Try to have regular family meals:
Spending time together allows everyone to share stories about their day. Connecting over a meal will help to foster a positive relationship with food and make your child less likely to snack on unhealthy things throughout the day. Conversation easily becomes an integral part of mealtime and parents are allowed to model good eating behaviors. Watching your healthy habits will encourage them to make healthy decisions on their own.
If your child doesn’t seem too thrilled about family mealtime, suggest they bring a friend or offer to make them something special. At times, it’s hard for us as parents to find the time to cook each night. With work, carpools, afterschool activities, and every other thing we are trying to cross off our list, the time just isn’t there. Turning Sunday afternoon into meal prep time and inviting your child to be your assistant could be the solution. That will make Meatless Monday’s vegetarian chili so much more delicious for them, knowing they poured (or “dumped” and hopefully only missing a few!) beans into the pot.

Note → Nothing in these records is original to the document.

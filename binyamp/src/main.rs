//! yamp command-line tool for checking, dumping and transcoding YAML streams.
//!
//! Usage: yamp [OPTIONS] [FILE|DIR]
//!
//! Input is read from the file, or stdin when no file is given, and fed to
//! the streaming parser in chunks. When a directory is given, every `.yaml`
//! and `.yml` file in it is processed in turn. The exit status is 1 if any
//! document had an error.

use clap::{Parser, ValueEnum};
use libyamp::cst::{token_type, CstNode};
use libyamp::{
    parse_cst, stringify_all, Document, Lexer, ParseOptions, SchemaName, StreamParser, StringifyOptions,
    Version,
};
use std::fs;
use std::io::{self, Read};
use std::path::{Path, PathBuf};
use std::process;

mod logging;
mod transcode;

#[derive(Debug, Clone, Copy, PartialEq, Eq, ValueEnum)]
enum Output {
    /// Documents re-emitted as YAML
    Yaml,
    /// One JSON value per document
    Json,
    /// Debug dump of the concrete syntax tree
    Cst,
    /// Lexemes, one per line
    Tokens,
}

#[derive(Debug, Parser)]
#[command(name = "yamp", version, about = "Check, dump and transcode YAML streams")]
struct Args {
    /// Input file or directory (reads from stdin if not provided)
    input: Option<PathBuf>,

    /// Output format
    #[arg(short, long, value_enum, default_value_t = Output::Yaml)]
    to: Output,

    /// Only report problems; print "ok" for valid input
    #[arg(long)]
    check: bool,

    /// Bytes handed to the parser at a time (0 for all at once)
    #[arg(long, default_value_t = 64 * 1024)]
    chunk_size: usize,

    /// Schema for all documents [failsafe, json, core, yaml-1.1]
    #[arg(long)]
    schema: Option<SchemaName>,

    /// Version assumed for documents without a %YAML directive
    #[arg(long, default_value = "1.2")]
    yaml_version: Version,

    /// Treat unresolved tags as errors rather than warnings
    #[arg(long, default_value_t = true, action = clap::ArgAction::Set)]
    strict: bool,

    /// Write output to a file instead of stdout
    #[arg(short, long)]
    output: Option<PathBuf>,

    /// Log filter, e.g. "debug" or "libyamp=trace" [env: YAMP_LOG]
    #[arg(long)]
    log_level: Option<String>,
}

impl Args {
    fn parse_options(&self, filename: Option<String>) -> ParseOptions {
        let mut options = ParseOptions::default()
            .with_version(self.yaml_version)
            .with_strict(self.strict);
        if let Some(schema) = self.schema {
            options = options.with_schema(schema);
        }
        if let Some(filename) = filename {
            options = options.with_filename(filename);
        }
        options
    }
}

fn main() {
    let args = Args::parse();
    logging::init_logging(args.log_level.as_deref());

    if let Some(path) = args.input.as_deref().filter(|p| p.is_dir()) {
        if args.output.is_some() {
            eprintln!("Error: --output cannot be used with directory input");
            process::exit(1);
        }
        process::exit(process_directory(path, &args));
    }

    let input = match read_input(args.input.as_deref()) {
        Ok(input) => input,
        Err(e) => {
            eprintln!("Error: {}", e);
            process::exit(1);
        }
    };
    process::exit(process_input(&input, args.input.as_deref(), &args));
}

fn read_input(path: Option<&Path>) -> Result<String, String> {
    let bytes = match path {
        Some(path) => fs::read(path).map_err(|e| format!("reading {}: {}", path.display(), e))?,
        None => {
            let mut buffer = Vec::new();
            io::stdin()
                .read_to_end(&mut buffer)
                .map_err(|e| format!("reading stdin: {}", e))?;
            buffer
        }
    };
    String::from_utf8(bytes).map_err(|e| format!("input is not valid UTF-8: {}", e))
}

fn process_directory(dir: &Path, args: &Args) -> i32 {
    let entries = match fs::read_dir(dir) {
        Ok(entries) => entries,
        Err(e) => {
            eprintln!("Error reading directory {}: {}", dir.display(), e);
            return 1;
        }
    };
    let mut paths: Vec<PathBuf> = entries
        .filter_map(|entry| entry.ok().map(|e| e.path()))
        .filter(|p| matches!(p.extension().and_then(|e| e.to_str()), Some("yaml" | "yml")))
        .collect();
    paths.sort();

    let mut exit_code = 0;
    for path in &paths {
        let code = match read_input(Some(path)) {
            Ok(input) => process_input(&input, Some(path), args),
            Err(e) => {
                eprintln!("Error: {}", e);
                1
            }
        };
        exit_code = exit_code.max(code);
    }
    exit_code
}

fn process_input(input: &str, path: Option<&Path>, args: &Args) -> i32 {
    match args.to {
        Output::Tokens if !args.check => return write_output(&dump_tokens(input), args),
        Output::Cst if !args.check => return write_output(&dump_cst(&parse_cst(input)), args),
        _ => {}
    }

    let filename = path.map(|p| {
        p.file_name()
            .map(|n| n.to_string_lossy().to_string())
            .unwrap_or_else(|| p.display().to_string())
    });
    let docs = parse_chunked(input, args.chunk_size, args.parse_options(filename));
    let failed = report_problems(&docs, path);
    tracing::info!(documents = docs.len(), failed, "parsed input");

    if args.check {
        if failed {
            return 1;
        }
        match path {
            Some(path) => println!("{}: ok", path.display()),
            None => println!("ok"),
        }
        return 0;
    }

    let output = match args.to {
        Output::Json => match to_json(&docs) {
            Ok(output) => output,
            Err(e) => {
                eprintln!("Error: Cannot convert to JSON: {}", e);
                return 1;
            }
        },
        _ => stringify_all(&docs, &StringifyOptions::default()),
    };
    let code = write_output(&output, args);
    if failed {
        1
    } else {
        code
    }
}

/// Feed `input` to a stream parser `chunk_size` bytes at a time, splitting
/// only on character boundaries.
fn parse_chunked(input: &str, chunk_size: usize, options: ParseOptions) -> Vec<Document> {
    let mut stream = StreamParser::new(options);
    let mut docs = Vec::new();
    let mut rest = input;
    while !rest.is_empty() {
        let mut end = if chunk_size == 0 { rest.len() } else { chunk_size.min(rest.len()) };
        while !rest.is_char_boundary(end) {
            end += 1;
        }
        let (chunk, tail) = rest.split_at(end);
        docs.extend(stream.feed(chunk));
        rest = tail;
    }
    docs.extend(stream.finish());
    docs
}

/// Print errors and warnings to stderr. Returns whether there were errors.
fn report_problems(docs: &[Document], path: Option<&Path>) -> bool {
    let prefix = path.map(|p| format!("{}: ", p.display())).unwrap_or_default();
    let mut failed = false;
    for doc in docs {
        for warning in &doc.warnings {
            eprintln!("{}warning: {} [{}]", prefix, warning, warning.code);
        }
        for error in &doc.errors {
            eprintln!("{}error: {} [{}]", prefix, error, error.code);
            failed = true;
        }
    }
    failed
}

fn to_json(docs: &[Document]) -> Result<String, String> {
    let mut out = String::new();
    for doc in docs {
        let value = doc.to_value().map_err(|e| e.to_string())?;
        out.push_str(&transcode::json::encode(&value)?);
        out.push('\n');
    }
    Ok(out)
}

fn dump_tokens(input: &str) -> String {
    Lexer::lex_all(input)
        .iter()
        .map(|lexeme| {
            let kind = token_type(lexeme).map_or("text", |t| t.as_str());
            format!("{:<16} {:?}\n", kind, lexeme)
        })
        .collect()
}

fn dump_cst(nodes: &[CstNode]) -> String {
    nodes.iter().map(|node| format!("{:#?}\n", node)).collect()
}

fn write_output(output: &str, args: &Args) -> i32 {
    match &args.output {
        Some(path) => {
            if let Err(e) = fs::write(path, output) {
                eprintln!("Error writing {}: {}", path.display(), e);
                return 1;
            }
        }
        None => {
            print!("{}", output);
            if !output.is_empty() && !output.ends_with('\n') {
                println!();
            }
        }
    }
    0
}

#[cfg(test)]
mod tests {
    use super::*;

    #[test]
    fn test_chunk_sizes_agree() {
        let input = "a: [1, 2]\nb: |\n  text é\n---\n- &x y\n- *x\n";
        let whole = parse_chunked(input, 0, ParseOptions::default());
        for size in [1, 2, 3, 7] {
            let docs = parse_chunked(input, size, ParseOptions::default());
            assert_eq!(docs.len(), whole.len());
            for (a, b) in docs.iter().zip(&whole) {
                assert_eq!(a.to_value().unwrap(), b.to_value().unwrap());
            }
        }
    }

    #[test]
    fn test_report_problems() {
        let docs = parse_chunked("a: 1\na: 2\n", 0, ParseOptions::default());
        assert!(report_problems(&docs, None));
        let docs = parse_chunked("a: 1\n", 0, ParseOptions::default());
        assert!(!report_problems(&docs, None));
    }

    #[test]
    fn test_json_per_document() {
        let docs = parse_chunked("a: 1\n---\n[x]\n", 0, ParseOptions::default());
        let json = to_json(&docs).unwrap();
        assert_eq!(json, "{\n  \"a\": 1\n}\n[\n  \"x\"\n]\n");
    }

    #[test]
    fn test_args_parse() {
        let args = Args::parse_from(["yamp", "--to", "json", "--schema", "yaml-1.1", "--strict", "false"]);
        assert_eq!(args.to, Output::Json);
        let options = args.parse_options(None);
        assert_eq!(options.schema, Some(SchemaName::Yaml11));
        assert!(!options.strict);
    }
}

And when you’re really crunched for time, I’m sure your child won’t turn up their nose to a fun family takeout meal!
Keep it healthy:
There are a lot of healthy swaps and substitutions that can help diversify your child’s palate. Introducing them to a variety of foods will allow them to develop taste, preferences, and food knowledge. Some tips to keep in mind:
- Fruit and vegetables make excellent snacks! Try apples or celery with peanut butter for added protein.
- It’s easy to swap out proteins in a dish. If you are planning to make beef nachos, you can swap out the beef with turkey (which is a leaner meat and therefore has less fat) or beans (which has the same amount of protein but without the cholesterol and half the calories).
- Whole-grain breads and cereals have more fiber than their more highly processed friends. If your child has a gluten allergy, Canyon Bakehouse or Udi’s can be found in most local markets.
- Stay hydrated! Make water the go to choice, with soda and other sugary drinks saved for special treats.
Avoiding Picky Eating:
It happens, a lot of parents are learning to cope with their picky eaters and are just happy when their child eats “something.” Some common issues you might be dealing with:
- My child will only eat blue foods…
- My child will only eat in front of the TV…
- My child will only eat peanut butter and fluff sandwiches…
- The only vegetable my child will eat are olives on their fingers…
Keep in mind that this is most likely a temporary stage and they will grow out of it (phew)! Pay close attention to what they are communicating with their preferences. Is it a texture issue (seeds, soft, squishy, crumbly) or does it have more to do with color (red, blue, green, light, dark)? While it can be frustrating, try offering solutions in place of criticisms:
- Let your child pick out their own fruits and vegetables at the grocery store or farmer’s market.
- Offer your child a choice for dinner: “Would you like carrots or green beans?”
- Give your child small portions of new foods to try…not big, scary ones that might be off-putting. This will be less intimidating for them, especially if there is only one at a time.
- Name food your child creates or tries for positive reinforcement, such as: Peter’s Perfect Pasta!
Changes don’t always happen overnight, so be patient with both yourself and your child. Keeping food both fun and healthy will help develop long term habits they will take with them everywhere they go.